Мучительно пытаясь вспомнить, что она наплела вечером и как оказалась в таком жалком виде, даже без сорочки, с соломенной трухой и гагачьим пухом в волосах, Клавдия была готова провалиться сквозь землю.
В кузове телеги она решила продолжить спать, но тут кто-то заголосил над ней, шепелявя щербатой пастью:
— Какая молодая, надо же! Горе-то какое, будь проклята чума! Ты уж её похорони, милый, по-христиански!

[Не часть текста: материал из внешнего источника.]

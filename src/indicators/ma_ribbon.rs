//! # Moving Average Ribbon
//!
//! A chain of SMAs evaluated in sequence: the first averages candle prices,
//! each later line averages the previous line's output, skipping bars where
//! that line had not produced a value yet. Window lengths are spread evenly
//! between `short_period` and `long_period`.

use crate::batch::{scan_batch, BatchError};
use crate::utilities::candle::{extract_price, Candle, PriceKind};
use serde::{Deserialize, Serialize};

pub const MAX_RIBBON_COUNT: usize = 32;

#[derive(Clone, Copy, Debug, Serialize, Deserialize)]
pub struct MaRibbonParams {
    pub short_period: usize,
    pub long_period: usize,
    pub ribbon_count: usize,
    pub price: PriceKind,
}

impl Default for MaRibbonParams {
    fn default() -> Self {
        Self {
            short_period: 10,
            long_period: 100,
            ribbon_count: 10,
            price: PriceKind::Close,
        }
    }
}

/// One bar of ribbon output. Only the first `count` slots are meaningful.
#[derive(Clone, Copy, Debug, Serialize, Deserialize)]
pub struct MaRibbonResult {
    pub time: i64,
    pub averages: [f32; MAX_RIBBON_COUNT],
    pub count: usize,
    pub is_formed: bool,
}

impl Default for MaRibbonResult {
    fn default() -> Self {
        Self {
            time: 0,
            averages: [f32::NAN; MAX_RIBBON_COUNT],
            count: 0,
            is_formed: false,
        }
    }
}

/// Evaluate every parameter set against every series in one dispatch.
pub fn ma_ribbon_batch(
    series: &[Vec<Candle>],
    params: &[MaRibbonParams],
) -> Result<Vec<Vec<Vec<MaRibbonResult>>>, BatchError> {
    scan_batch(series, params, ma_ribbon_kernel)
}

fn ma_ribbon_kernel(bars: &[Candle], prm: &MaRibbonParams, out: &mut [MaRibbonResult]) {
    let count = prm.ribbon_count.min(MAX_RIBBON_COUNT);
    let step = if count > 1 {
        (prm.long_period as isize - prm.short_period as isize) / (count as isize - 1)
    } else {
        0
    };

    for (i, c) in bars.iter().enumerate() {
        out[i] = MaRibbonResult {
            time: c.time,
            count,
            ..MaRibbonResult::default()
        };
    }

    // Previous line's per-bar output, NaN where it had no value.
    let mut scratch = vec![f32::NAN; bars.len()];

    for ribbon_idx in 0..count {
        let sma_length =
            ((prm.short_period as isize + ribbon_idx as isize * step).max(1)) as usize;
        let mut valid_count = 0usize;

        for i in 0..bars.len() {
            if ribbon_idx == 0 {
                valid_count += 1;
            } else {
                if scratch[i].is_nan() {
                    continue;
                }
                valid_count += 1;
            }

            if valid_count >= sma_length {
                let sum: f32 = if ribbon_idx == 0 {
                    (0..sma_length)
                        .map(|j| extract_price(&bars[i - j], prm.price))
                        .sum()
                } else {
                    // Last sma_length valid entries of the previous line,
                    // walking backwards past its warm-up gaps.
                    let mut acc = 0.0;
                    let mut found = 0;
                    for j in (0..=i).rev() {
                        if !scratch[j].is_nan() {
                            acc += scratch[j];
                            found += 1;
                            if found == sma_length {
                                break;
                            }
                        }
                    }
                    acc
                };
                out[i].averages[ribbon_idx] = sum / sma_length as f32;
            }
        }

        for i in 0..bars.len() {
            scratch[i] = out[i].averages[ribbon_idx];
        }
    }

    // Formed lags the bar where every line first has a value by one.
    let mut prev_formed = false;
    for r in out.iter_mut() {
        let all_formed = r.averages[..count].iter().all(|v| !v.is_nan());
        r.is_formed = prev_formed;
        prev_formed = all_formed;
    }
}
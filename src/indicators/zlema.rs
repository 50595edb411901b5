//! # Zero-Lag Exponential Moving Average (ZLEMA)
//!
//! EMA over a de-lagged input: `2*price - price[lag]` with
//! `lag = (length - 1) / 2`.

use crate::batch::{scan_batch, BatchError};
use crate::utilities::candle::{extract_price, Candle, PriceKind};
use crate::utilities::math::EmaState;
use crate::utilities::IndicatorResult;
use serde::{Deserialize, Serialize};

#[derive(Clone, Copy, Debug, Serialize, Deserialize)]
pub struct ZlemaParams {
    pub length: usize,
    pub price: PriceKind,
}

impl Default for ZlemaParams {
    fn default() -> Self {
        Self {
            length: 14,
            price: PriceKind::Close,
        }
    }
}

/// Evaluate every parameter set against every series in one dispatch.
pub fn zlema_batch(
    series: &[Vec<Candle>],
    params: &[ZlemaParams],
) -> Result<Vec<Vec<Vec<IndicatorResult>>>, BatchError> {
    scan_batch(series, params, |bars, prm: &ZlemaParams, out| {
        let length = prm.length.max(1);
        let lag = (length - 1) / 2;
        let mut ema = EmaState::new(length);
        for (i, c) in bars.iter().enumerate() {
            let price = extract_price(c, prm.price);
            let lagged = extract_price(&bars[i.saturating_sub(lag)], prm.price);
            let value = ema.update(2.0 * price - lagged);
            out[i] = IndicatorResult {
                time: c.time,
                value,
                is_formed: ema.is_formed(),
            };
        }
    })
}

#[cfg(test)]
mod tests {
    use super::*;

    #[test]
    fn tracks_trend_with_less_lag_than_ema() {
        let closes: Vec<Candle> = (0..30)
            .map(|i| {
                let c = i as f32;
                Candle::new(i as i64, c, c, c, c, 1.0)
            })
            .collect();
        let params = vec![ZlemaParams {
            length: 5,
            price: PriceKind::Close,
        }];
        let out = &zlema_batch(&[closes.clone()], &params).unwrap()[0][0];
        let last = out.last().unwrap();
        assert!(last.is_formed);
        // On a straight ramp the de-lagged input cancels EMA lag almost exactly.
        assert!((last.value - closes.last().unwrap().close).abs() < 0.5);
    }
}
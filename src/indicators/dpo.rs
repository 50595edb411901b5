//! # Detrended Price Oscillator (DPO)
//!
//! Price minus the SMA displaced back by `length / 2 + 1` bars.

use crate::batch::{windowed_batch, BatchError};
use crate::utilities::candle::{extract_price, Candle, PriceKind};
use crate::utilities::IndicatorResult;
use serde::{Deserialize, Serialize};

#[derive(Clone, Copy, Debug, Serialize, Deserialize)]
pub struct DpoParams {
    pub length: usize,
    pub price: PriceKind,
}

impl Default for DpoParams {
    fn default() -> Self {
        Self {
            length: 20,
            price: PriceKind::Close,
        }
    }
}

/// Evaluate every parameter set against every series in one dispatch.
pub fn dpo_batch(
    series: &[Vec<Candle>],
    params: &[DpoParams],
) -> Result<Vec<Vec<Vec<IndicatorResult>>>, BatchError> {
    windowed_batch(series, params, |bars, prm, i| {
        let length = prm.length.max(1);
        let shift = length / 2 + 1;
        let time = bars[i].time;
        // The SMA window ends `shift` bars back.
        if i < length + shift - 1 {
            return IndicatorResult::empty(time);
        }
        let end = i - shift;
        let sma: f32 = bars[end + 1 - length..=end]
            .iter()
            .map(|c| extract_price(c, prm.price))
            .sum::<f32>()
            / length as f32;
        IndicatorResult::formed(time, extract_price(&bars[i], prm.price) - sma)
    })
}

#[cfg(test)]
mod tests {
    use super::*;

    #[test]
    fn ramp_gives_constant_offset() {
        let bars: Vec<Candle> = (0..60)
            .map(|i| {
                let c = i as f32;
                Candle::new(i as i64, c, c, c, c, 1.0)
            })
            .collect();
        let out = &dpo_batch(&[bars], &[DpoParams::default()]).unwrap()[0][0];
        // length 20, shift 11: first formed at bar 30.
        assert!(!out[29].is_formed);
        assert!(out[30].is_formed);
        // price(i) - mean(i-30..=i-11) = 11 + 9.5
        assert!((out[40].value - 20.5).abs() < 1e-4);
    }
}
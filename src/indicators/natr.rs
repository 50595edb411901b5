//! # Normalized Average True Range (NATR)
//!
//! ATR as a percentage of the close. A zero close resolves to 0.

use crate::batch::{scan_batch, BatchError};
use crate::indicators::true_range::true_range_at;
use crate::utilities::candle::Candle;
use crate::utilities::math::WilderState;
use crate::utilities::IndicatorResult;
use serde::{Deserialize, Serialize};

#[derive(Clone, Copy, Debug, Serialize, Deserialize)]
pub struct NatrParams {
    pub length: usize,
}

impl Default for NatrParams {
    fn default() -> Self {
        Self { length: 14 }
    }
}

/// Evaluate every parameter set against every series in one dispatch.
pub fn natr_batch(
    series: &[Vec<Candle>],
    params: &[NatrParams],
) -> Result<Vec<Vec<Vec<IndicatorResult>>>, BatchError> {
    scan_batch(series, params, |bars, prm: &NatrParams, out| {
        let mut rma = WilderState::new(prm.length);
        for (i, c) in bars.iter().enumerate() {
            let atr = rma.update(true_range_at(bars, i));
            out[i] = if rma.is_formed() {
                let value = if c.close == 0.0 {
                    0.0
                } else {
                    100.0 * atr / c.close
                };
                IndicatorResult::formed(c.time, value)
            } else {
                IndicatorResult::empty(c.time)
            };
        }
    })
}

#[cfg(test)]
mod tests {
    use super::*;

    #[test]
    fn percent_of_close() {
        let bars: Vec<Candle> = (0..30)
            .map(|i| Candle::new(i as i64, 100.0, 102.0, 98.0, 100.0, 1.0))
            .collect();
        let out = &natr_batch(&[bars], &[NatrParams::default()]).unwrap()[0][0];
        assert!((out[20].value - 4.0).abs() < 1e-5);
    }
}
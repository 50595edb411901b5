//! # Absolute Price Oscillator (APO)
//!
//! Raw difference of a fast and a slow EMA over the same price.

use crate::batch::{scan_batch, BatchError};
use crate::utilities::candle::{extract_price, Candle, PriceKind};
use crate::utilities::math::EmaState;
use crate::utilities::IndicatorResult;
use serde::{Deserialize, Serialize};

#[derive(Clone, Copy, Debug, Serialize, Deserialize)]
pub struct ApoParams {
    pub fast_length: usize,
    pub slow_length: usize,
    pub price: PriceKind,
}

impl Default for ApoParams {
    fn default() -> Self {
        Self {
            fast_length: 10,
            slow_length: 20,
            price: PriceKind::Close,
        }
    }
}

/// Evaluate every parameter set against every series in one dispatch.
pub fn apo_batch(
    series: &[Vec<Candle>],
    params: &[ApoParams],
) -> Result<Vec<Vec<Vec<IndicatorResult>>>, BatchError> {
    scan_batch(series, params, |bars, prm: &ApoParams, out| {
        let mut fast = EmaState::new(prm.fast_length);
        let mut slow = EmaState::new(prm.slow_length);
        for (i, c) in bars.iter().enumerate() {
            let price = extract_price(c, prm.price);
            let f = fast.update(price);
            let s = slow.update(price);
            out[i] = if fast.is_formed() && slow.is_formed() {
                IndicatorResult::formed(c.time, f - s)
            } else {
                IndicatorResult::empty(c.time)
            };
        }
    })
}
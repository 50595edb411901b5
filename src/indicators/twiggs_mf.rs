//! # Twiggs Money Flow
//!
//! Money flow built on true-range extremes instead of the raw bar range,
//! with Wilder smoothing applied to both the flow and the volume before the
//! ratio is taken.

use crate::batch::{scan_batch, BatchError};
use crate::utilities::candle::Candle;
use crate::utilities::math::WilderState;
use crate::utilities::IndicatorResult;
use serde::{Deserialize, Serialize};

#[derive(Clone, Copy, Debug, Serialize, Deserialize)]
pub struct TwiggsMfParams {
    pub length: usize,
}

impl Default for TwiggsMfParams {
    fn default() -> Self {
        Self { length: 21 }
    }
}

/// Evaluate every parameter set against every series in one dispatch.
pub fn twiggs_mf_batch(
    series: &[Vec<Candle>],
    params: &[TwiggsMfParams],
) -> Result<Vec<Vec<Vec<IndicatorResult>>>, BatchError> {
    scan_batch(series, params, twiggs_mf_kernel)
}

fn twiggs_mf_kernel(bars: &[Candle], prm: &TwiggsMfParams, out: &mut [IndicatorResult]) {
    let mut flow = WilderState::new(prm.length);
    let mut volume = WilderState::new(prm.length);

    for (i, c) in bars.iter().enumerate() {
        let mut r = IndicatorResult::empty(c.time);
        if i > 0 {
            let prev_close = bars[i - 1].close;
            let true_low = c.low.min(prev_close);
            let true_high = c.high.max(prev_close);
            let range = true_high - true_low;
            let ad = if range == 0.0 {
                0.0
            } else {
                ((c.close - true_low) - (true_high - c.close)) / range * c.volume
            };
            let f = flow.update(ad);
            let v = volume.update(c.volume);
            if flow.is_formed() && volume.is_formed() && v != 0.0 {
                let value = f / v;
                // A computed zero is reported as empty/not-yet-valid here.
                // Worth confirming against the canonical definition before
                // relying on bar-exact warm-up edges.
                if value != 0.0 {
                    r = IndicatorResult::formed(c.time, value);
                }
            }
        }
        out[i] = r;
    }
}

#[cfg(test)]
mod tests {
    use super::*;

    #[test]
    fn accumulation_reads_positive() {
        let bars: Vec<Candle> = (0..40)
            .map(|i| {
                let c = 10.0 + i as f32;
                Candle::new(i as i64, c - 1.0, c, c - 1.0, c, 100.0)
            })
            .collect();
        let out = &twiggs_mf_batch(&[bars], &[TwiggsMfParams::default()]).unwrap()[0][0];
        assert!(!out[20].is_formed);
        assert!(out[21].is_formed);
        assert!(out[30].value > 0.0 && out[30].value <= 1.0);
    }

    #[test]
    fn exact_zero_flow_reported_as_empty() {
        // Closes pinned mid-range make every bar's flow zero.
        let bars: Vec<Candle> = (0..40)
            .map(|i| Candle::new(i as i64, 10.0, 11.0, 9.0, 10.0, 100.0))
            .collect();
        let out = &twiggs_mf_batch(&[bars], &[TwiggsMfParams::default()]).unwrap()[0][0];
        assert!(out.iter().all(|r| !r.is_formed));
    }
}
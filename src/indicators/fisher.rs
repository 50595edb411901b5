//! # Fisher Transform
//!
//! Normalizes the median price into (-1, 1) against the rolling high/low
//! range, smooths it, then applies the Fisher transform with its own
//! one-bar recursive smoothing. The normalized input is clamped to
//! +/-0.999 before the log.

use crate::batch::{scan_batch, BatchError};
use crate::utilities::candle::{extract_price, Candle, PriceKind};
use serde::{Deserialize, Serialize};

#[derive(Clone, Copy, Debug, Serialize, Deserialize)]
pub struct FisherParams {
    pub length: usize,
}

impl Default for FisherParams {
    fn default() -> Self {
        Self { length: 9 }
    }
}

/// Fisher value plus the one-bar-lagged trigger line.
#[derive(Clone, Copy, Debug, Serialize, Deserialize)]
pub struct FisherResult {
    pub time: i64,
    pub fisher: f32,
    pub trigger: f32,
    pub is_formed: bool,
}

impl Default for FisherResult {
    fn default() -> Self {
        Self {
            time: 0,
            fisher: f32::NAN,
            trigger: f32::NAN,
            is_formed: false,
        }
    }
}

/// Evaluate every parameter set against every series in one dispatch.
pub fn fisher_batch(
    series: &[Vec<Candle>],
    params: &[FisherParams],
) -> Result<Vec<Vec<Vec<FisherResult>>>, BatchError> {
    scan_batch(series, params, fisher_kernel)
}

fn fisher_kernel(bars: &[Candle], prm: &FisherParams, out: &mut [FisherResult]) {
    let length = prm.length.max(1);
    let mut norm = 0.0f32;
    let mut fisher = 0.0f32;
    let mut prev_fisher = f32::NAN;

    for (i, c) in bars.iter().enumerate() {
        let mut r = FisherResult {
            time: c.time,
            ..FisherResult::default()
        };
        if i + 1 >= length {
            let window = &bars[i + 1 - length..=i];
            let highest = window
                .iter()
                .fold(f32::NEG_INFINITY, |m, c| m.max(extract_price(c, PriceKind::Median)));
            let lowest = window
                .iter()
                .fold(f32::INFINITY, |m, c| m.min(extract_price(c, PriceKind::Median)));
            let range = highest - lowest;
            let price = extract_price(c, PriceKind::Median);
            let raw = if range == 0.0 {
                0.0
            } else {
                2.0 * (price - lowest) / range - 1.0
            };
            norm = 0.33 * raw + 0.67 * norm;
            let clamped = norm.clamp(-0.999, 0.999);
            fisher = 0.5 * ((1.0 + clamped) / (1.0 - clamped)).ln() + 0.5 * fisher;

            r.fisher = fisher;
            r.trigger = prev_fisher;
            r.is_formed = !prev_fisher.is_nan();
            prev_fisher = fisher;
        }
        out[i] = r;
    }
}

— Обязательно! — веско отозвался Каспар.
Предатель! Мертвец без похмелья! Не хоронить он её вёз, а на поругание всем, кто догадается, где они оба ночевали.
XI. Рубить головы
Хорошенькая, бойкая девушка из толпы сказала:
— Подайте ему плащ! Он же замёрзнет!
Жан Грималь обернулся к ней и невольно заулыбался. Он сидел, свесив ноги, на помосте посреди Сен-Жак и готовился говорить. Он сделал последний глоток горячего грушевого взвара, поставил кружку на доски, вытер о предплечье влажную бородку и ответил:
— Знаешь, а мне ни капельки не холодно. Я будто из камня или из железа сделан. Может, я уже и не человек? Как ты думаешь?
— Тебе видней.
Жизнь его катилась колесом с горы. Вот он поднялся на ступеньки роскошного особняка и произнёс своё первое большое воззвание. Вот он уже едет в столицу, вот спит в квартире генералиссимуса, едва уцелев в схватке с солдатами. Вот терпят крах все надежды и ему приходится скитаться по клоакам Аломьона. Вот находятся влиятельные союзники и, собрав все силы, вольные граждане наносят сокрушительный удар. Вот захвачена резиденция и императрица умоляет дать ей уйти с двумя маленькими детьми, он лично сопровождает её — нет, не восвояси — в крепость Флют. И теперь он снова на Сен-Жак. Не спал неделю и не пил вина с самого августа. Всё вокруг кажется игрой, фантазией.
Ветер был зол и ласков. Он соревновался с внутренним жаром, выбивая искры из сердца Жана Грималя. Столкновения со стражей поглотили слишком много людей, теперь нельзя было сдаваться, дабы не потерять ещё больше и не сделать жертву павших напрасной.